Ces subventions publiques (interdites depuis 2004) sont destinées notamment à la modernisation de la flotte et à la construction de nouveaux navires, plus puissants et plus performants à remplir la mission pour laquelle ils ont été conçus : piller la mer. Les ambitions de l’industrie de la pêche sont toujours les mêmes, démesurées, déraisonnables, criminelles : pêcher le plus possible, sans discernement et en un minimum de temps pour satisfaire une demande en poissons qui ne cesse de croître à des prix toujours plus bas. A qui profite le crime ?

Dans sa définition pure, la démocratie est le pouvoir au peuple. Un peuple qui décide dans le sens de son intérêt. Or dans la réalité, la démocratie est otage d’une minorité puissante qui n’œuvre que pour les ambitions carriéristes personnelles et celles de son clan de nantis. Des personnes à qui nous avons confié les clés de notre avenir commun, alors qu’ils ne travaillent qu’à leur propre présent. Jusqu’ici, rien de nouveau sous le soleil, mais cette révoltante démonstration nous concerne particulièrement.

20 députés (dont les noms seront bientôt connus) ont voté dans le sens des lobbys, à l’encontre de tous les avis scientifiques, des ONGs, des petits pêcheurs, à l’encontre du bon sens et de l’intérêt commun de notre génération et de celles à venir. Ces 20 personnes ont sacrifié l’océan à leurs intérêts personnels immédiats. Ils ont voté pour le financement PUBLIC de nouveaux navires de pêches PRIVES qui viendront renforcer un effort de pêche déjà en surcapacité par rapport à ce que l’océan est en mesure de supporter.

Alors que les chalutiers géants se succèdent en Manche ces dernières semaines et capturent sans discernement des milliers de poissons chaque jour et des mammifères marins « protégés », ces 20 élus ont décidé de continuer à subventionner le pouvoir contre nature de ces abattoirs flottants à piller la mer, jusqu’au dernier poisson, jusque dans le moindre recoin d’océan. L’appétit de cette industrie psychopathe pour les animaux marins ne cessera que lorsqu’elle les aura complètement anéantis, et nous avec.

Ces 20 hommes et femmes ont sans doute les épaules bien larges et la conscience bien légère pour assumer une telle responsabilité.
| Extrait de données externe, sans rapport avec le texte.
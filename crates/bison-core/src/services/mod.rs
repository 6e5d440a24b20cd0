//! Services built on top of the transport

pub mod options;

pub use options::{OptionEntry, OptionSource, OptionsService};
//! EmailBisonClient against a local HTTP double

use bison_core::clients::{ApiRequest, ApiTransport, EmailBisonClient};
use bison_core::{BisonConfig, BisonError};
use serde_json::json;
use wiremock::matchers::{body_json, header, method, path, query_param};
use wiremock::{Mock, MockServer, ResponseTemplate};

fn client_for(server: &MockServer) -> EmailBisonClient {
    EmailBisonClient::new(&BisonConfig::new(server.uri(), "secret-token")).unwrap()
}

#[tokio::test]
async fn test_requests_carry_bearer_token_under_api_prefix() {
    let server = MockServer::start().await;
    Mock::given(method("GET"))
        .and(path("/api/leads/5"))
        .and(header("authorization", "Bearer secret-token"))
        .and(header("accept", "application/json"))
        .respond_with(ResponseTemplate::new(200).set_body_json(json!({"data": {"id": 5}})))
        .expect(1)
        .mount(&server)
        .await;

    let body = client_for(&server).send(ApiRequest::get("/leads/5")).await.unwrap();
    assert_eq!(body, json!({"data": {"id": 5}}));
}

#[tokio::test]
async fn test_query_and_json_body_are_sent() {
    let server = MockServer::start().await;
    Mock::given(method("GET"))
        .and(path("/api/campaigns"))
        .and(query_param("limit", "10"))
        .and(query_param("status", "active"))
        .respond_with(ResponseTemplate::new(200).set_body_json(json!({"data": []})))
        .mount(&server)
        .await;
    Mock::given(method("POST"))
        .and(path("/api/tags"))
        .and(body_json(json!({"name": "vip", "default": false})))
        .respond_with(ResponseTemplate::new(201).set_body_json(json!({"data": {"id": 1}})))
        .mount(&server)
        .await;

    let client = client_for(&server);
    client
        .send(ApiRequest::get("/campaigns").query("limit", 10).query("status", "active"))
        .await
        .unwrap();
    let created = client
        .send(ApiRequest::post("/tags").json(json!({"name": "vip", "default": false})))
        .await
        .unwrap();
    assert_eq!(created["data"]["id"], 1);
}

#[tokio::test]
async fn test_error_status_maps_to_upstream_with_message() {
    let server = MockServer::start().await;
    Mock::given(method("POST"))
        .and(path("/api/leads"))
        .respond_with(
            ResponseTemplate::new(422)
                .set_body_json(json!({"message": "The email has already been taken."})),
        )
        .mount(&server)
        .await;

    let err = client_for(&server)
        .send(ApiRequest::post("/leads").json(json!({"email": "dup@example.com"})))
        .await
        .unwrap_err();

    match err {
        BisonError::Upstream { status, message } => {
            assert_eq!(status, 422);
            assert_eq!(message, "The email has already been taken.");
        }
        other => panic!("unexpected error: {}", other),
    }
}

#[tokio::test]
async fn test_soft_failure_body_is_an_error() {
    let server = MockServer::start().await;
    Mock::given(method("DELETE"))
        .and(path("/api/tags/3"))
        .respond_with(
            ResponseTemplate::new(200)
                .set_body_json(json!({"data": {"success": false, "message": "Tag is in use."}})),
        )
        .mount(&server)
        .await;

    let err = client_for(&server).send(ApiRequest::delete("/tags/3")).await.unwrap_err();
    assert_eq!(err.status(), Some(200));
    assert!(err.to_string().contains("Tag is in use."));
}

#[tokio::test]
async fn test_empty_body_is_null() {
    let server = MockServer::start().await;
    Mock::given(method("DELETE"))
        .and(path("/api/webhooks/8"))
        .respond_with(ResponseTemplate::new(204))
        .mount(&server)
        .await;

    let body = client_for(&server).send(ApiRequest::delete("/webhooks/8")).await.unwrap();
    assert!(body.is_null());
}

#[tokio::test]
async fn test_server_url_with_api_suffix_is_not_doubled() {
    let server = MockServer::start().await;
    Mock::given(method("GET"))
        .and(path("/api/tags"))
        .respond_with(ResponseTemplate::new(200).set_body_json(json!({"data": []})))
        .expect(1)
        .mount(&server)
        .await;

    let config = BisonConfig::new(format!("{}/api/", server.uri()), "secret-token");
    let client = EmailBisonClient::new(&config).unwrap();
    client.send(ApiRequest::get("/tags")).await.unwrap();
}

#[tokio::test]
async fn test_verify_credentials() {
    let server = MockServer::start().await;
    Mock::given(method("GET"))
        .and(path("/api/users"))
        .respond_with(
            ResponseTemplate::new(200).set_body_json(json!({"data": {"id": 1, "name": "Owner"}})),
        )
        .mount(&server)
        .await;

    let body = client_for(&server).verify_credentials().await.unwrap();
    assert_eq!(body["data"]["name"], "Owner");
}

#[tokio::test]
async fn test_verify_credentials_rejects_bad_token() {
    let server = MockServer::start().await;
    Mock::given(method("GET"))
        .and(path("/api/users"))
        .respond_with(
            ResponseTemplate::new(401).set_body_json(json!({"message": "Unauthenticated."})),
        )
        .mount(&server)
        .await;

    let err = client_for(&server).verify_credentials().await.unwrap_err();
    assert!(matches!(err, BisonError::Auth(_)));
    assert!(err.to_string().contains("Unauthenticated."));
}

#[tokio::test]
async fn test_verify_credentials_needs_data_member() {
    let server = MockServer::start().await;
    Mock::given(method("GET"))
        .and(path("/api/users"))
        .respond_with(ResponseTemplate::new(200).set_body_json(json!({"users": []})))
        .mount(&server)
        .await;

    let err = client_for(&server).verify_credentials().await.unwrap_err();
    assert!(matches!(err, BisonError::Auth(_)));
}

#[test]
fn test_client_requires_valid_config() {
    let missing_token = BisonConfig::new("https://send.example.com", " ");
    assert!(matches!(
        EmailBisonClient::new(&missing_token),
        Err(BisonError::Config(_))
    ));
}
Qu’y a-t-il de plus lourd à porter que de savoir qu’avec un simple vote on aurait pu contribuer à rendre ce monde meilleur et plus vivable pour tous et qu’on a choisi de voter pour l’inverse ?

Mais ne sommes-nous pas tous responsables ? Nous qui consommons les produits de cette pêche ? Nous qui voulons des sushis, du poisson pané, du surimi, de la viande nourrie aux farines de poissons, des poissons d’élevage nourris au poisson sauvage ? La pêche est la pire menace qui pèse sur l’avenir de l’océan et donc sur le nôtre. La pêche est une forme de chasse pratiquée à l’échelle industrielle comme il n’en n’existe nulle part ailleurs sur Terre. Mais elle n’existe que parce qu’elle répond à une demande.
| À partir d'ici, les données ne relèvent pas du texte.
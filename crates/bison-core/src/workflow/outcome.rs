//! Two-phase result of composite operations
//!
//! A composite operation performs one primary mutation followed by
//! best-effort dependent calls. Only the primary result travels through the
//! error path; dependent failures are kept here and reported to the observer.

use std::fmt;
use thiserror::Error;

/// Best-effort follow-up calls issued after a primary mutation
#[derive(Debug, Clone, Copy, PartialEq, Eq, Hash)]
pub enum DependentStep {
    AttachSenderEmails,
    CreateSequenceStep,
    AttachTags,
    ResolveSequenceTitle,
}

impl DependentStep {
    pub fn as_str(&self) -> &'static str {
        match self {
            DependentStep::AttachSenderEmails => "attach sender emails",
            DependentStep::CreateSequenceStep => "create sequence step",
            DependentStep::AttachTags => "attach tags",
            DependentStep::ResolveSequenceTitle => "resolve sequence title",
        }
    }
}

impl fmt::Display for DependentStep {
    fn fmt(&self, f: &mut fmt::Formatter<'_>) -> fmt::Result {
        f.write_str(self.as_str())
    }
}

#[derive(Error, Debug, Clone, PartialEq, Eq)]
#[error("{step} failed: {message}")]
pub struct DependentStepError {
    pub step: DependentStep,
    pub message: String,
}

impl DependentStepError {
    pub fn new(step: DependentStep, message: impl Into<String>) -> Self {
        Self {
            step,
            message: message.into(),
        }
    }
}

/// Primary entity plus the fate of each dependent step
#[derive(Debug, Clone)]
pub struct Outcome<T> {
    pub primary: T,
    pub dependents: Vec<Result<DependentStep, DependentStepError>>,
}

impl<T> Outcome<T> {
    pub fn new(primary: T) -> Self {
        Self {
            primary,
            dependents: Vec::new(),
        }
    }

    pub fn succeeded(&mut self, step: DependentStep) {
        self.dependents.push(Ok(step));
    }

    pub fn failed(&mut self, step: DependentStep, message: impl Into<String>) {
        self.dependents.push(Err(DependentStepError::new(step, message)));
    }

    pub fn failures(&self) -> impl Iterator<Item = &DependentStepError> {
        self.dependents.iter().filter_map(|d| d.as_ref().err())
    }

    pub fn is_clean(&self) -> bool {
        self.dependents.iter().all(Result::is_ok)
    }
}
Si les lobbys que nous dénonçons avec tant d’ardeur sont si forts, n’est-ce pas parce que NOUS les avons rendus forts ? En cédant aux sirènes de leur marketing, en ne se posant pas les bonnes questions, en choisissant de consommer leurs produits. Nous les avons rendus puissants, nous les avons rendus riches, nous leur avons donné la capacité de détruire le monde.
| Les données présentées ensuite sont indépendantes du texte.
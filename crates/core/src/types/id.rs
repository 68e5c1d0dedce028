//! Newtype IDs for type-safe entity references.
//!
//! Use the `define_id!` macro to create type-safe ID wrappers that prevent
//! accidentally mixing IDs from different entity types.

/// Macro to define a type-safe ID wrapper.
///
/// Creates a newtype wrapper around `i64` with:
/// - `Serialize`/`Deserialize` with `#[serde(transparent)]`
/// - `Debug`, `Clone`, `Copy`, `PartialEq`, `Eq`, `Hash`
/// - Conversion methods: `new()`, `as_i64()`
/// - `From<i64>` and `Into<i64>` implementations
///
/// # Example
///
/// ```rust
/// # use fieldhouse_core::define_id;
/// define_id!(ProductId);
/// define_id!(OrderId);
///
/// let product_id = ProductId::new(1);
/// let order_id = OrderId::new(1);
///
/// // These are different types, so this won't compile:
/// // let _: ProductId = order_id;
/// ```
#[macro_export]
macro_rules! define_id {
    ($name:ident) => {
        #[derive(
            Debug,
            Clone,
            Copy,
            PartialEq,
            Eq,
            Hash,
            ::serde::Serialize,
            ::serde::Deserialize
        )]
        #[serde(transparent)]
        pub struct $name(i64);

        impl $name {
            /// Create a new ID from an i64 value.
            #[must_use]
            pub const fn new(id: i64) -> Self {
                Self(id)
            }

            /// Get the underlying i64 value.
            #[must_use]
            pub const fn as_i64(&self) -> i64 {
                self.0
            }
        }

        impl ::core::fmt::Display for $name {
            fn fmt(&self, f: &mut ::core::fmt::Formatter<'_>) -> ::core::fmt::Result {
                write!(f, "{}", self.0)
            }
        }

        impl From<i64> for $name {
            fn from(id: i64) -> Self {
                Self(id)
            }
        }

        impl From<$name> for i64 {
            fn from(id: $name) -> Self {
                id.0
            }
        }
    };
}

// Define standard entity IDs
define_id!(ProductId);
define_id!(OrderId);

#[cfg(test)]
mod tests {
    use super::*;

    #[test]
    fn test_id_roundtrip() {
        let id = ProductId::new(42);
        assert_eq!(id.as_i64(), 42);
        assert_eq!(i64::from(id), 42);
        assert_eq!(ProductId::from(42), id);
    }

    #[test]
    fn test_id_display() {
        assert_eq!(ProductId::new(7).to_string(), "7");
    }

    #[test]
    fn test_id_serde_transparent() {
        let id: ProductId = serde_json::from_str("3").unwrap();
        assert_eq!(id, ProductId::new(3));
        assert_eq!(serde_json::to_string(&id).unwrap(), "3");
    }
}
//! Domain types for the Fieldhouse backend API.
//!
//! These types mirror the backend's JSON wire format. Prices travel as
//! exact decimals; the engine never mutates a [`Product`].

use fieldhouse_core::{OrderId, ProductId};
use rust_decimal::Decimal;
use serde::{Deserialize, Serialize};

// =============================================================================
// Product Types
// =============================================================================

/// A product in the catalog.
#[derive(Debug, Clone, PartialEq, Serialize, Deserialize)]
pub struct Product {
    /// Product ID.
    pub id: ProductId,
    /// Product title.
    pub title: String,
    /// Unit price.
    pub price: Decimal,
    /// Plain text description.
    pub description: String,
    /// Image URL.
    #[serde(default)]
    pub image: Option<String>,
    /// Product category (e.g., "Footwear").
    pub category: String,
    /// Sport the product belongs to (e.g., "Running").
    pub sport: String,
    /// Brand name.
    #[serde(default)]
    pub brand: Option<String>,
}

/// Catalog filter state.
///
/// Empty fields are unconstrained and are omitted from the query string
/// entirely, never sent as empty parameters.
#[derive(Debug, Clone, Default, PartialEq, Eq)]
pub struct ProductFilter {
    /// Free-text search query.
    pub query: String,
    /// Category constraint (empty = all categories).
    pub category: String,
    /// Sport constraint (empty = all sports).
    pub sport: String,
}

impl ProductFilter {
    /// Set the text query.
    #[must_use]
    pub fn with_query(mut self, query: impl Into<String>) -> Self {
        self.query = query.into();
        self
    }

    /// Set the category constraint.
    #[must_use]
    pub fn with_category(mut self, category: impl Into<String>) -> Self {
        self.category = category.into();
        self
    }

    /// Set the sport constraint.
    #[must_use]
    pub fn with_sport(mut self, sport: impl Into<String>) -> Self {
        self.sport = sport.into();
        self
    }

    /// Whether no field constrains the catalog.
    #[must_use]
    pub fn is_empty(&self) -> bool {
        self.query.is_empty() && self.category.is_empty() && self.sport.is_empty()
    }

    /// Query parameters for the Product Service. Empty fields are omitted.
    #[must_use]
    pub fn query_params(&self) -> Vec<(&'static str, &str)> {
        let mut params = Vec::new();
        if !self.query.is_empty() {
            params.push(("q", self.query.as_str()));
        }
        if !self.category.is_empty() {
            params.push(("category", self.category.as_str()));
        }
        if !self.sport.is_empty() {
            params.push(("sport", self.sport.as_str()));
        }
        params
    }
}

// =============================================================================
// Order Types
// =============================================================================

/// One order line: a product and the quantity purchased.
#[derive(Debug, Clone, Copy, PartialEq, Eq, Serialize, Deserialize)]
pub struct OrderItem {
    /// Product being purchased.
    pub product_id: ProductId,
    /// Quantity, always at least 1.
    pub quantity: u32,
}

/// Customer and shipping record attached to an order.
///
/// Address collection is out of scope for the engine; every order carries
/// the same placeholder record.
#[derive(Debug, Clone, PartialEq, Eq, Serialize, Deserialize)]
pub struct OrderCustomer {
    /// Customer display name.
    pub name: String,
    /// Contact email.
    pub email: String,
    /// Street address.
    pub address: String,
    /// City.
    pub city: String,
    /// Postal code.
    pub zip: String,
}

impl OrderCustomer {
    /// The fixed placeholder customer used for all orders.
    #[must_use]
    pub fn placeholder() -> Self {
        Self {
            name: "Guest Shopper".to_string(),
            email: "guest@fieldhouse.shop".to_string(),
            address: "1 Fieldhouse Way".to_string(),
            city: "Springfield".to_string(),
            zip: "00000".to_string(),
        }
    }
}

/// Outbound order submission payload.
///
/// Built from a single cart snapshot at submission time and never retained
/// afterwards.
#[derive(Debug, Clone, PartialEq, Serialize, Deserialize)]
pub struct OrderPayload {
    /// Order lines.
    pub items: Vec<OrderItem>,
    /// Customer and shipping record.
    pub customer: OrderCustomer,
    /// Sum of line price x quantity over all items.
    pub subtotal: Decimal,
    /// Shipping cost per the pricing policy.
    pub shipping: Decimal,
    /// Subtotal plus shipping.
    pub total: Decimal,
}

/// Order Service confirmation body.
///
/// Only inspected for the optional order id; anything else the service
/// returns is ignored.
#[derive(Debug, Clone, Default, PartialEq, Eq, Serialize, Deserialize)]
pub struct OrderConfirmation {
    /// Persisted order id, when the service reports one.
    #[serde(default)]
    pub id: Option<OrderId>,
}

/// Error body optionally returned by the Order Service.
///
/// An absent or unparsable body degrades to the no-detail default rather
/// than a parse failure.
#[derive(Debug, Clone, Default, Deserialize)]
pub struct OrderErrorBody {
    /// Human-readable rejection reason.
    #[serde(default)]
    pub detail: Option<String>,
}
N’est-il pas temps de leur ôter ce pouvoir de nuisance démentiel ? S’il est facile pour les lobbys de convaincre 20 personnes de détruire l’océan, il est facile pour les millions de personnes que cela choque, de détruire les lobbys. Car si on ne peut pas couler leurs navires en mer, on peut les couler économiquement. Rien de plus simple et rien de plus compliqué à la fois. Simple parce qu’il suffit de boycotter leurs poissons. Compliqué parce que pour que ça marche, il faut qu’on soit des millions à le faire.